§ WHAT THE TASK ASKS:
Copy every line from the data below in which the string "true" can be found.
BEGIN
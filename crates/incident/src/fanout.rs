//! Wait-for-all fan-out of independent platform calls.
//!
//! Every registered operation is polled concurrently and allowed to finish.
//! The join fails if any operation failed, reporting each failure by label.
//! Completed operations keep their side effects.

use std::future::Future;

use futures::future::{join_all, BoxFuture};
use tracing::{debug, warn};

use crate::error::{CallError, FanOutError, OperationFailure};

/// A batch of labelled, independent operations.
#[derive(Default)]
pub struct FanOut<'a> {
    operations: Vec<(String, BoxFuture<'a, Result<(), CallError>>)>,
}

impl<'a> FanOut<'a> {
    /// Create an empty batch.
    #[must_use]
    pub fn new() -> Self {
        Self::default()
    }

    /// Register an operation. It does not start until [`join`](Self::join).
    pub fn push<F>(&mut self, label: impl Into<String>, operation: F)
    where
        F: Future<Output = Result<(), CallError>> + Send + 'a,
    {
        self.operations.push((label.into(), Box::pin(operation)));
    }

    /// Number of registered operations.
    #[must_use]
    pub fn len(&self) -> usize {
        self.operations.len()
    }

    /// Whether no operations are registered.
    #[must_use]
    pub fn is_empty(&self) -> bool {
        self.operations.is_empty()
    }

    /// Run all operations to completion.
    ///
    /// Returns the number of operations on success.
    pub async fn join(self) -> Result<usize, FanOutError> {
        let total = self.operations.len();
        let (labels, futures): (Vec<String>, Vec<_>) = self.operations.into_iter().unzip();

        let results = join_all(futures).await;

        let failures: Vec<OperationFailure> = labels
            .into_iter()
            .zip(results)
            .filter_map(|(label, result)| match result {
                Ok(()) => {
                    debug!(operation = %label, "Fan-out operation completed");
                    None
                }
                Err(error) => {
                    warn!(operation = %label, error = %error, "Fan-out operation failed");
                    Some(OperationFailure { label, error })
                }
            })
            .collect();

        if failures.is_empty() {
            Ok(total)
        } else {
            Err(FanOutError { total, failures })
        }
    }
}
END
BEGIN
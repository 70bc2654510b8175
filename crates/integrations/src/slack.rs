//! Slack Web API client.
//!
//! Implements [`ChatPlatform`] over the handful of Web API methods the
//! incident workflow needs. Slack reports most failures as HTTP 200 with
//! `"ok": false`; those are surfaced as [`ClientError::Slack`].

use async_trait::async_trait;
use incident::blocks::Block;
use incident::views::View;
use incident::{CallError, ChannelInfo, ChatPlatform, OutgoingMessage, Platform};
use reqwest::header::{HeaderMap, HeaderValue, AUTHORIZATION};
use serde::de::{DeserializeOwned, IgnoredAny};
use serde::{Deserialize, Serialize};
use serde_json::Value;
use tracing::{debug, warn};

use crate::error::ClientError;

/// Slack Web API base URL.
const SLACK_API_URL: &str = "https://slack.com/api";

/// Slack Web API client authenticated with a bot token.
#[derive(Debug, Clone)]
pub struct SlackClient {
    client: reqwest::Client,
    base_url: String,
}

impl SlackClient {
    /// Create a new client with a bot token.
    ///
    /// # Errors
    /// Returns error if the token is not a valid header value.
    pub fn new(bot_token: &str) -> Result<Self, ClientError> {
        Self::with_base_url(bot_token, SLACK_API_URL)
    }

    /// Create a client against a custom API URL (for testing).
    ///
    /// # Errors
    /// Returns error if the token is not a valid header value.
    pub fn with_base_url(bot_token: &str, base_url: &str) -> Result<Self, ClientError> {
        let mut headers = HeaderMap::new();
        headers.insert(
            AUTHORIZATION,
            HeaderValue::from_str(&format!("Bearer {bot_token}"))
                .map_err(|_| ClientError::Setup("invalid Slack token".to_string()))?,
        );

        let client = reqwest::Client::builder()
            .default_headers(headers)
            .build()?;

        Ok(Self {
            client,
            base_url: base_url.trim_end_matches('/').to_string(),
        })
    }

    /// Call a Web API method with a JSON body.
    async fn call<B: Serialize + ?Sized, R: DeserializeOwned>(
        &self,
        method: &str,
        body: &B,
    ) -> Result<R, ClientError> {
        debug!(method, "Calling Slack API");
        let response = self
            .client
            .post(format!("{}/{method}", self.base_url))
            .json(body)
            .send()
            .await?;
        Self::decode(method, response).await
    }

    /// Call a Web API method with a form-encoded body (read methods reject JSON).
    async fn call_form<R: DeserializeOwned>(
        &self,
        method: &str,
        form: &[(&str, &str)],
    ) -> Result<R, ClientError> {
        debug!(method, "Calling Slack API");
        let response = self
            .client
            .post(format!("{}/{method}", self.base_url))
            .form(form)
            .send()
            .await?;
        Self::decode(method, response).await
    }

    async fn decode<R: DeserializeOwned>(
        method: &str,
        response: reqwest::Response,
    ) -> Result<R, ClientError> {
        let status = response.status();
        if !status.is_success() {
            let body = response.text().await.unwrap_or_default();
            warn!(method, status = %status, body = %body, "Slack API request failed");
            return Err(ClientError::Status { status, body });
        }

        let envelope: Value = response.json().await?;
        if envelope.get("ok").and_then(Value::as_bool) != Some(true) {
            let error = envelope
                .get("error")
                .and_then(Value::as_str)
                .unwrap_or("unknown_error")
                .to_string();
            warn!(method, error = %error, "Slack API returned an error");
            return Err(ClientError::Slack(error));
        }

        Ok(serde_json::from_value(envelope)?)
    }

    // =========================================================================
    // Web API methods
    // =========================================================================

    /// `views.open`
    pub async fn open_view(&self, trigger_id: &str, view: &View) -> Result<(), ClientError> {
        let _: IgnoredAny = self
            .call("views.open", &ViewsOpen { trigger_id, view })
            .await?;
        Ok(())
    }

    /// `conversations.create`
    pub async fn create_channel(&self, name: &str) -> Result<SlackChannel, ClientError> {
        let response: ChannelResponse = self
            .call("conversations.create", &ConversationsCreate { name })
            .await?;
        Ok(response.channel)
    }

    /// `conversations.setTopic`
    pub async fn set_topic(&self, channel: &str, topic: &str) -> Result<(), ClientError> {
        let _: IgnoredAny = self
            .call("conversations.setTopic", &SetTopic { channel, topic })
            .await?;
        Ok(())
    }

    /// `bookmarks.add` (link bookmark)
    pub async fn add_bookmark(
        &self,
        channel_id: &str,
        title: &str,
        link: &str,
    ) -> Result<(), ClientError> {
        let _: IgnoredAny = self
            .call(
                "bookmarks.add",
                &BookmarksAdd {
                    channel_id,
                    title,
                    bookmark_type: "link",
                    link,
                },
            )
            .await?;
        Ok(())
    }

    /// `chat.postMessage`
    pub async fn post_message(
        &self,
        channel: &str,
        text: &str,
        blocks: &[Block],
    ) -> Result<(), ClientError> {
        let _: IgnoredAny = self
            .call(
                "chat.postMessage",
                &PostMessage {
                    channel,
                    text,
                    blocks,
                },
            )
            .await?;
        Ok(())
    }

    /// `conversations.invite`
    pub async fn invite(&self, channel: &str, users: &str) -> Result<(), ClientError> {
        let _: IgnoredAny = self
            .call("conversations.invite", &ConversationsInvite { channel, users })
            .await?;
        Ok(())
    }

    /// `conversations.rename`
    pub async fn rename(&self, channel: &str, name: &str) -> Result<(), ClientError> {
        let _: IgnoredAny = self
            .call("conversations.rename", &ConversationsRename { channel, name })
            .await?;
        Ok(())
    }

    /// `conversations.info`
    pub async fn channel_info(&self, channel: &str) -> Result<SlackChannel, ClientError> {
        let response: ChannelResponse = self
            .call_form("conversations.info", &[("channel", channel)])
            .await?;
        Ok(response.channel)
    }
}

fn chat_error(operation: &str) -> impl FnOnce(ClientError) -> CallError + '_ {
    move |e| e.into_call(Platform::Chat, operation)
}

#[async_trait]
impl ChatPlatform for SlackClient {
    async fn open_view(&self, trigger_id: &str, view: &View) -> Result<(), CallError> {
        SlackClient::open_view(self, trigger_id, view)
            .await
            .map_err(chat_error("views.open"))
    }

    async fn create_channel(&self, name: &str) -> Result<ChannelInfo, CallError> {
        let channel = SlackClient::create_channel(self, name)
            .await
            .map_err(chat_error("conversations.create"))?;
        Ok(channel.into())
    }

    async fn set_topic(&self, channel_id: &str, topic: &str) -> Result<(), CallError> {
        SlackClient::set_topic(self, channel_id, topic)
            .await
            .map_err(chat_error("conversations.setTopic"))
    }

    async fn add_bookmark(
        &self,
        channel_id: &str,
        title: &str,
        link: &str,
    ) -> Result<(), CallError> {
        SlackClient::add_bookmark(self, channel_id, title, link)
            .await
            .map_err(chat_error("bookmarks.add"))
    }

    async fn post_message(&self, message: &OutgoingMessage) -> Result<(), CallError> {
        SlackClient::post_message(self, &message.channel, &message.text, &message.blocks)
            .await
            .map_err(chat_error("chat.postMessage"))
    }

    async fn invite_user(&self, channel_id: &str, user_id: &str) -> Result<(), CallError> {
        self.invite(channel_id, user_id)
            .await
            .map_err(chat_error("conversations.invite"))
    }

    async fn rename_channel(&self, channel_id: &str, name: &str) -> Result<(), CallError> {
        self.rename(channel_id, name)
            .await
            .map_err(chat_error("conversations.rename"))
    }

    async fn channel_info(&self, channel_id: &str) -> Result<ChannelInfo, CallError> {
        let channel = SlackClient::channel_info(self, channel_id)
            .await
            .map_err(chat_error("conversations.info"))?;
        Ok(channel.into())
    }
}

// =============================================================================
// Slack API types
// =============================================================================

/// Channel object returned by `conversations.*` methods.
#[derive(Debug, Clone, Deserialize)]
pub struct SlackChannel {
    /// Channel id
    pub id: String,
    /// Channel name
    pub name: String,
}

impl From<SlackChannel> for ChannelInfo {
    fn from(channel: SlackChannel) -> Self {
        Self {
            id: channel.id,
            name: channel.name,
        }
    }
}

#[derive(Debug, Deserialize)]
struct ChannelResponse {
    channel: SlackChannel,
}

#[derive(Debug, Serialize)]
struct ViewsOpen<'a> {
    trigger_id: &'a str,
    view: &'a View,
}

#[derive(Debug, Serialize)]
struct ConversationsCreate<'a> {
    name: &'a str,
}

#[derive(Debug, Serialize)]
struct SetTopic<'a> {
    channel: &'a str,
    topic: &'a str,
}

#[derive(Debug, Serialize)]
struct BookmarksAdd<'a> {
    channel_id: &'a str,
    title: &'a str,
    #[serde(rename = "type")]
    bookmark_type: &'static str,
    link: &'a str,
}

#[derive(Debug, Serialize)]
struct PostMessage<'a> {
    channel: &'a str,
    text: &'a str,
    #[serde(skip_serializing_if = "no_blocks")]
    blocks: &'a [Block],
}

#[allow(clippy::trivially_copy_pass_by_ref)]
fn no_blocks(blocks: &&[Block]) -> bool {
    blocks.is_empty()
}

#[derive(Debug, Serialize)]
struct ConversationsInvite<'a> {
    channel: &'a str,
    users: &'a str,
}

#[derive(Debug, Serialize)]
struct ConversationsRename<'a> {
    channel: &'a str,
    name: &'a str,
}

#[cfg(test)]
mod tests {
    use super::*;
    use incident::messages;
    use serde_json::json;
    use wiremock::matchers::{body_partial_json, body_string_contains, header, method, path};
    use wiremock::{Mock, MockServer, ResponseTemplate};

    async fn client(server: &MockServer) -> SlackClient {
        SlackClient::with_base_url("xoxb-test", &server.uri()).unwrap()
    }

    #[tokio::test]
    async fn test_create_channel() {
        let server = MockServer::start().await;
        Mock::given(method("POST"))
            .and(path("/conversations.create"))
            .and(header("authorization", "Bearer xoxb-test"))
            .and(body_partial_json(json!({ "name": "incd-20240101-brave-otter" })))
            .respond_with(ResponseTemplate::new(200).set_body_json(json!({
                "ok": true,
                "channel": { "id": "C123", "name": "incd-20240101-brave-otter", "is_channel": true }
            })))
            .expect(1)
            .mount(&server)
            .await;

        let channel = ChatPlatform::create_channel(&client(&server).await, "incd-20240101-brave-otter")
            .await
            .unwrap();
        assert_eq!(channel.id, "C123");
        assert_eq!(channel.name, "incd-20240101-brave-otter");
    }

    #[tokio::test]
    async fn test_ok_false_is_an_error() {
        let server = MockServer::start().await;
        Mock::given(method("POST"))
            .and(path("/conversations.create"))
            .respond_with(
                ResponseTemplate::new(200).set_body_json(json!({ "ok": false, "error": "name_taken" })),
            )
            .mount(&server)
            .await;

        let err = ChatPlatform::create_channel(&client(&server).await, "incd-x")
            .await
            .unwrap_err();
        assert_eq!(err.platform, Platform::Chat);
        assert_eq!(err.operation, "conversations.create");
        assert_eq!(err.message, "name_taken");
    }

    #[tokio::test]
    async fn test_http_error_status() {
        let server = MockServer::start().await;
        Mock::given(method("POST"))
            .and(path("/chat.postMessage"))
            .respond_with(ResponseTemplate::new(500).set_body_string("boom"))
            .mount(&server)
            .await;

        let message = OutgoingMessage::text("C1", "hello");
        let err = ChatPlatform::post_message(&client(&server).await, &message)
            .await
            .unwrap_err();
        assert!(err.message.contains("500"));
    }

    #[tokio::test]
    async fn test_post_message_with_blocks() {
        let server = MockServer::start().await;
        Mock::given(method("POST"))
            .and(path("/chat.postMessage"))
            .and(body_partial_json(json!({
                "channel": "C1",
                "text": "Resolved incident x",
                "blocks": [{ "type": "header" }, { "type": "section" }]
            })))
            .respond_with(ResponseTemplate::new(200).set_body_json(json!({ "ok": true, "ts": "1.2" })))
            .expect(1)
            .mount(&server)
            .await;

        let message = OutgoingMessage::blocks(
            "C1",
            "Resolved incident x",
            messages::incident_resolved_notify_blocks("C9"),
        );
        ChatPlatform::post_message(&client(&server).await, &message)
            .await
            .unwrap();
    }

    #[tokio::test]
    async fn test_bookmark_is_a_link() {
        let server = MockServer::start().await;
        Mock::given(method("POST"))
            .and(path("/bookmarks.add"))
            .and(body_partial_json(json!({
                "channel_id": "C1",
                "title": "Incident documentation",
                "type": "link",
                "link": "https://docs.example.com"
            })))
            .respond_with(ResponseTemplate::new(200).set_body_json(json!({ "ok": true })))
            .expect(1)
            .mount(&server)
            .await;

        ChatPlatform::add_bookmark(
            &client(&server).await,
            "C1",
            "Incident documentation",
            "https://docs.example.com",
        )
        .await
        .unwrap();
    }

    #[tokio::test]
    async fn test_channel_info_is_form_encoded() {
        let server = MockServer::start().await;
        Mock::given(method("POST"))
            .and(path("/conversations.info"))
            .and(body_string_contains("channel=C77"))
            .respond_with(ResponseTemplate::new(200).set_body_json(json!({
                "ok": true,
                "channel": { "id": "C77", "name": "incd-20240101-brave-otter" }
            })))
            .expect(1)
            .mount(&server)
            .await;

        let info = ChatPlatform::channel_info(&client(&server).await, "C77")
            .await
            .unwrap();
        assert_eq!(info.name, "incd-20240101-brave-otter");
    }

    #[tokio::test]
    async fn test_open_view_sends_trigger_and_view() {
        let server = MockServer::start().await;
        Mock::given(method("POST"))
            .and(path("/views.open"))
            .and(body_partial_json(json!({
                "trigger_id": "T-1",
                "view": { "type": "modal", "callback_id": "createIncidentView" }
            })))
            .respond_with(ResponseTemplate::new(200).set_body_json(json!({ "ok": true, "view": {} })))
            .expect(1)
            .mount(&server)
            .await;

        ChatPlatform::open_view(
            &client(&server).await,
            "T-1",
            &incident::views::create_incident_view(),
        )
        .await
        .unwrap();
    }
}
END
§ TASK ANSWER:
        if envelope.get("ok").and_then(Value::as_bool) != Some(true) {
                "ok": true,
                "channel": { "id": "C123", "name": "incd-20240101-brave-otter", "is_channel": true }
            .respond_with(ResponseTemplate::new(200).set_body_json(json!({ "ok": true, "ts": "1.2" })))
            .respond_with(ResponseTemplate::new(200).set_body_json(json!({ "ok": true })))
                "ok": true,
            .respond_with(ResponseTemplate::new(200).set_body_json(json!({ "ok": true, "view": {} })))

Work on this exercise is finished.